Can Innovation and Redesign Start Small?
Today on the blog we have another guest post by Bob Wedl, who offers some motivation for those of you starting out on your innovation journey in education. We hope you enjoy his thoughts on how to break through the doubts and start small.
Bob Wedl’s career in public education includes experience in both district as well as chartered schools, state department leadership and higher education. Bob served as Minnesota’s Commissioner of Education in the late 1990’s leading Minnesota’s innovative standards and measurement initiatives, electronic data collection systems and new finance models including having revenue following students to the sites they attend. In the late 1980’s and early 90’s while serving as deputy commissioner of education, he was a leader in the development of much of Minnesota’s choice policy including open enrollment, post-secondary enrollment options, “second chance” programs and the nations first charter school law.
Bob served as the Executive Director of Planning and Policy for the Minneapolis Public Schools where he led the development of new models for serving students, expanded the Response to Intervention (RtI) model and assisted develop a “value-added growth accountability model.” He also provided direction to the district’s nine chartered schools and 33 contract alternative schools. Bob is an adjunct faculty member in the education administration departments at the University of Minnesota and the University of Saint Thomas. He has undergraduate and graduate degrees from Saint Cloud State University.
Can Innovation and Redesign Start Small?
By Bob Wedl
Indeed it can…and is actually the only way it will. Win Wallen started his work on redesigning medical devices to treat heart disease in his Minneapolis garage. Steve Jobs started Apple in his garage. I’m not sure if Bill Gates had a garage, but the concepts behind MicroSoft started on a small scale. Mark Zuckerberg started Facebook when he was a student at Harvard. None of them had a support network behind them. But each had two things in common: a vision and a strong drive to make that vision come alive. Their vision was not to improve what already existed. Rather, the vision was to redesign; to create new.

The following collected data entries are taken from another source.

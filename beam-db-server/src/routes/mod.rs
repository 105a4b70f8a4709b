//! HTTP route handlers and router configuration

mod admin;
mod kv;
mod txn;

use crate::state::AppState;
use axum::{
    routing::{get, post},
    Router,
};
use std::sync::Arc;
use tower_http::cors::{Any, CorsLayer};
use tower_http::trace::TraceLayer;

/// Build the application router
pub fn build_router(state: Arc<AppState>) -> Router {
    let mut router = Router::new()
        // Health + stats
        .route("/health", get(admin::health))
        .route("/stats", get(admin::stats))
        // Point reads and writes
        .route("/k", get(kv::fetch).post(kv::write_one))
        // Raw record append (testing)
        .route("/append", post(kv::append))
        // Conditional multi-key transaction
        .route("/concat", post(txn::concat))
        // Load generator
        .route("/fill", post(kv::fill))
        // Committed range scan
        .route("/scan", get(kv::scan))
        // Administrative reset
        .route("/wipe", post(admin::wipe))
        .with_state(state.clone())
        .layer(TraceLayer::new_for_http());

    if state.config.cors_enabled {
        router = router.layer(
            CorsLayer::new()
                .allow_origin(Any)
                .allow_methods(Any)
                .allow_headers(Any),
        );
    }

    router
}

As a teacher, you too may have a powerful vision about what could be. You may have said at a faculty meeting, “We could make learning just amazing. What if….” And the responses were, “We can’t do that.” Or maybe, “That’s not in the curriculum.” Or perhaps, “We have too many things on our plate now. Don’t add any more.” Or, “How do you know that would work?” So with a deflated ego you sat down. Not to worry. It happens to all leaders of redesign.

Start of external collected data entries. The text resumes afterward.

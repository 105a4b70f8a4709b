//! View statistics

use serde::{Deserialize, Serialize};

/// Snapshot of one partition view's counters.
///
/// Also the value served for the reserved `beamstats` key.
#[derive(Clone, Debug, Default, PartialEq, Eq, Serialize, Deserialize)]
pub struct ViewStats {
    /// Partition this view consumes
    pub partition: u32,
    /// Transaction index of the last applied record (0 = nothing applied)
    pub last_applied_index: u64,
    /// Offset the materialization resumes from after a wipe
    pub resume_offset: u64,
    /// Distinct keys with at least one committed version
    pub key_count: u64,
    /// Distinct SPO fact keys (each fact inserts one SPO and one POS key)
    pub fact_count: u64,
    /// Total committed versions across all keys
    pub committed_version_count: u64,
    /// Transactions proposed but not yet decided
    pub pending_tx_count: u64,
    /// Transactions with an applied decision
    pub resolved_tx_count: u64,
    /// Records skipped because they failed to decode
    pub malformed_record_count: u64,
    /// Decisions naming an unknown or already-resolved transaction
    pub unknown_decision_count: u64,
    /// Out-of-protocol situations tolerated (counted, not surfaced)
    pub anomaly_count: u64,
}
//! Broker contract
//!
//! Implementations must provide a per-partition total order: `append`
//! returns the partition the payload landed in and its monotonic offset,
//! and `tail` replays that partition from any offset and then follows the
//! live end.

use crate::error::Result;
use async_trait::async_trait;

/// Partition id within a broker
pub type Partition = u32;

/// 0-based record position within a partition
pub type Offset = u64;

/// A partitioned, totally ordered, durable log.
///
/// The producer side must be safe for concurrent appends.
#[async_trait]
pub trait LogBroker: Send + Sync {
    /// Append an opaque payload, routed by `partition_key`.
    ///
    /// Returns the partition and the offset the payload was assigned.
    async fn append(&self, partition_key: &[u8], payload: Vec<u8>) -> Result<(Partition, Offset)>;

    /// Tail a partition starting at `from` (inclusive).
    ///
    /// The cursor yields every stored record in offset order and then waits
    /// for new appends.
    async fn tail(&self, partition: Partition, from: Offset) -> Result<Box<dyn LogCursor>>;

    /// The offset the next append to `partition` will be assigned.
    async fn end_offset(&self, partition: Partition) -> Result<Offset>;

    /// Number of partitions this broker is configured with.
    fn partition_count(&self) -> u32;
}

/// A tailing consumer over one partition.
#[async_trait]
pub trait LogCursor: Send {
    /// Next record in offset order; waits when caught up with the end.
    async fn next(&mut self) -> Result<(Offset, Vec<u8>)>;
}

Most redesign ideas have far more push-back than support. The “If it ain’t broke don’t fix it” attitude is prevalent in most organizations and that status-quo mentality is not unique to public education by any means. Clearly most everyone is supportive of improving what is currently being done. But redesign is a different matter and the redesign’s are the big break-throughs in any field. But because of cultural resistance to change, when companies want to make redesign changes, they frequently separate the part of the company working on redesign so those opposed to redesign won’t be able to sabotage the change. When the Dayton’s Board started Target, they knew it had to be a separate entity so the Board appointed a president of Target rather than having Target report to the Dayton’s president. Employees of Dayton’s were not supportive of Target because they saw it as competition and besides, Target sells cheap stuff and we are Dayton’s after all! Educators think the same way. That is why it is so difficult to start a new redesign school in the same building as a “traditional” school. One teacher told me recently that when she decided to teach in the redesign school (in the same high school building) her colleagues accused her of, “Going over to the dark side.”
So what to do? Maybe two or three teachers like the idea you proposed at the staff meeting and came up to you afterward and said, “We like your idea and have been thinking the same thing. Let’s start having coffee on Saturday mornings to think more together.” (You do not have to have coffee in your garage!) So you develop your idea together and you boldly go to the principal and reminded of the reactions of other teachers when you brought the idea up at the staff meeting. Or maybe your group knew the reaction of the principal would negative but you recall the new superintendent saying she wants new ideas so you decided to approach her instead. Pretty risky perhaps but innovators usually embrace risk as a natural part of the endeavor. But alas, the response is, “Well that is very interesting. Thank you so much for bringing that idea forward. It is certainly something we will need to think about further. But with the budget as it is right now….”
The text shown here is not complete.